Assigned task — How many lines in the data that follows contain the word "super"? Only that number is needed.
━━ Material for this exercise
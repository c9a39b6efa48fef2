use crate::config::VisitOptions;
use crate::error::VisitError;
use crate::ir::ApiSpecification;
use crate::parse::ref_resolve::ComponentTable;
use crate::parse::server::Server;
use crate::parse::spec::OpenApiSpec;

use super::operation::visit_path;
use super::schema::SchemaNormalizer;

/// Walks one OpenAPI document and produces its tool list.
///
/// A visitor is consumed by [`SpecVisitor::visit`]; build a new one per
/// document.
pub struct SpecVisitor<'a> {
    spec: &'a OpenApiSpec,
    options: VisitOptions,
}

impl<'a> SpecVisitor<'a> {
    pub fn new(spec: &'a OpenApiSpec, options: VisitOptions) -> Self {
        Self { spec, options }
    }

    pub fn visit(self) -> Result<ApiSpecification, VisitError> {
        let service_url = service_url(&self.spec.servers);

        let table = ComponentTable::new(&self.spec.components);
        log::debug!("registered {} components", table.len());

        let mut normalizer = SchemaNormalizer::new(&table, self.options);
        let mut tools = Vec::new();
        for (path, item) in &self.spec.paths {
            visit_path(&mut normalizer, path, item, &mut tools)?;
        }

        log::debug!(
            "visited {} paths, produced {} tools",
            self.spec.paths.len(),
            tools.len()
        );
        Ok(ApiSpecification { service_url, tools })
    }
}

/// Visit a parsed spec with default options.
pub fn visit(spec: &OpenApiSpec) -> Result<ApiSpecification, VisitError> {
    visit_with_options(spec, VisitOptions::default())
}

/// Visit with explicit extraction options.
pub fn visit_with_options(
    spec: &OpenApiSpec,
    options: VisitOptions,
) -> Result<ApiSpecification, VisitError> {
    SpecVisitor::new(spec, options).visit()
}

fn service_url(servers: &[Server]) -> Option<String> {
    if servers.len() > 1 {
        log::warn!(
            "{} servers declared, using the first one ({})",
            servers.len(),
            servers[0].url
        );
    }
    servers.first().map(|s| s.url.clone())
}
use indexmap::IndexMap;
use serde::{Deserialize, Deserializer, Serialize};

use super::media_type::MediaType;
use super::ref_resolve::ref_or_inline;

/// The part of a request body the visitor reads: its content map.
#[derive(Debug, Clone, PartialEq, Serialize, Deserialize)]
pub struct RequestBody {
    pub content: IndexMap<String, MediaType>,
}

#[derive(Debug, Clone, PartialEq, Serialize)]
#[serde(untagged)]
pub enum RequestBodyOrRef {
    Ref {
        #[serde(rename = "$ref")]
        ref_path: String,
    },
    RequestBody(RequestBody),
}

impl<'de> Deserialize<'de> for RequestBodyOrRef {
    fn deserialize<D: Deserializer<'de>>(deserializer: D) -> Result<Self, D::Error> {
        ref_or_inline(
            deserializer,
            |ref_path| RequestBodyOrRef::Ref { ref_path },
            RequestBodyOrRef::RequestBody,
        )
    }
}

#[cfg(test)]
mod tests {
    use serde_json::json;

    use super::*;

    #[test]
    fn reference_wins_over_other_keys() {
        let body: RequestBodyOrRef = serde_json::from_value(json!({
            "$ref": "#/components/requestBodies/NewPet",
            "description": "ignored"
        }))
        .unwrap();
        assert!(matches!(body, RequestBodyOrRef::Ref { ref_path } if ref_path.ends_with("NewPet")));
    }

    #[test]
    fn malformed_inline_body_keeps_its_error() {
        let err = serde_json::from_value::<RequestBodyOrRef>(json!({ "description": "x" }))
            .unwrap_err();
        assert!(err.to_string().contains("missing field `content`"), "{err}");
    }
}
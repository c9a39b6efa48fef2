use indexmap::IndexMap;
use serde::{Deserialize, Deserializer, Serialize};
use serde_json::Value;

/// A raw JSON Schema node as it appears in an OpenAPI 3.0 document.
///
/// Several keyword groups may be present at once (e.g. `$ref` next to
/// `properties`); which one wins is decided by the schema normalizer, not
/// here. `type` is kept as a plain string so unknown types reach the
/// normalizer and fail there with a schema error.
#[derive(Debug, Clone, PartialEq, Default, Serialize, Deserialize)]
pub struct Schema {
    #[serde(rename = "$ref", skip_serializing_if = "Option::is_none")]
    pub ref_path: Option<String>,

    #[serde(rename = "type", skip_serializing_if = "Option::is_none")]
    pub schema_type: Option<String>,

    #[serde(skip_serializing_if = "Option::is_none")]
    pub format: Option<String>,

    #[serde(skip_serializing_if = "Option::is_none")]
    pub description: Option<String>,

    #[serde(rename = "default", skip_serializing_if = "Option::is_none")]
    pub default_value: Option<serde_json::Value>,

    #[serde(skip_serializing_if = "Option::is_none")]
    pub pattern: Option<String>,

    #[serde(rename = "enum", skip_serializing_if = "Option::is_none")]
    pub enum_values: Option<Vec<serde_json::Value>>,

    // Object properties
    #[serde(skip_serializing_if = "Option::is_none")]
    pub properties: Option<IndexMap<String, Schema>>,

    /// Only a list of strings is kept; any other value (e.g. a property
    /// level `required: true`) is dropped.
    #[serde(
        default,
        deserialize_with = "string_list",
        skip_serializing_if = "Option::is_none"
    )]
    pub required: Option<Vec<String>>,

    // Array items
    #[serde(skip_serializing_if = "Option::is_none")]
    pub items: Option<Box<Schema>>,

    // Composition
    #[serde(rename = "allOf", skip_serializing_if = "Option::is_none")]
    pub all_of: Option<Vec<Schema>>,

    #[serde(rename = "oneOf", skip_serializing_if = "Option::is_none")]
    pub one_of: Option<Vec<Schema>>,

    #[serde(rename = "anyOf", skip_serializing_if = "Option::is_none")]
    pub any_of: Option<Vec<Schema>>,

    #[serde(skip_serializing_if = "Option::is_none")]
    pub not: Option<Box<Schema>>,
}

fn string_list<'de, D>(deserializer: D) -> Result<Option<Vec<String>>, D::Error>
where
    D: Deserializer<'de>,
{
    let value = Option::<Value>::deserialize(deserializer)?;
    Ok(value.and_then(|value| match serde_json::from_value(value) {
        Ok(names) => Some(names),
        Err(e) => {
            log::debug!("ignoring `required` that is not a list of names: {e}");
            None
        }
    }))
}

#[cfg(test)]
mod tests {
    use serde_json::json;

    use super::*;

    #[test]
    fn required_list_is_kept() {
        let schema: Schema = serde_json::from_value(json!({ "required": ["a", "b"] })).unwrap();
        assert_eq!(schema.required, Some(vec!["a".to_string(), "b".to_string()]));
    }

    #[test]
    fn malformed_required_is_dropped() {
        for required in [json!(true), json!("a"), json!(["a", 1]), json!(null)] {
            let schema: Schema = serde_json::from_value(json!({
                "type": "string",
                "required": required
            }))
            .unwrap();
            assert!(schema.required.is_none(), "{required}");
        }

        let schema: Schema = serde_json::from_value(json!({ "type": "string" })).unwrap();
        assert!(schema.required.is_none());
    }
}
━━━━
Solution — 6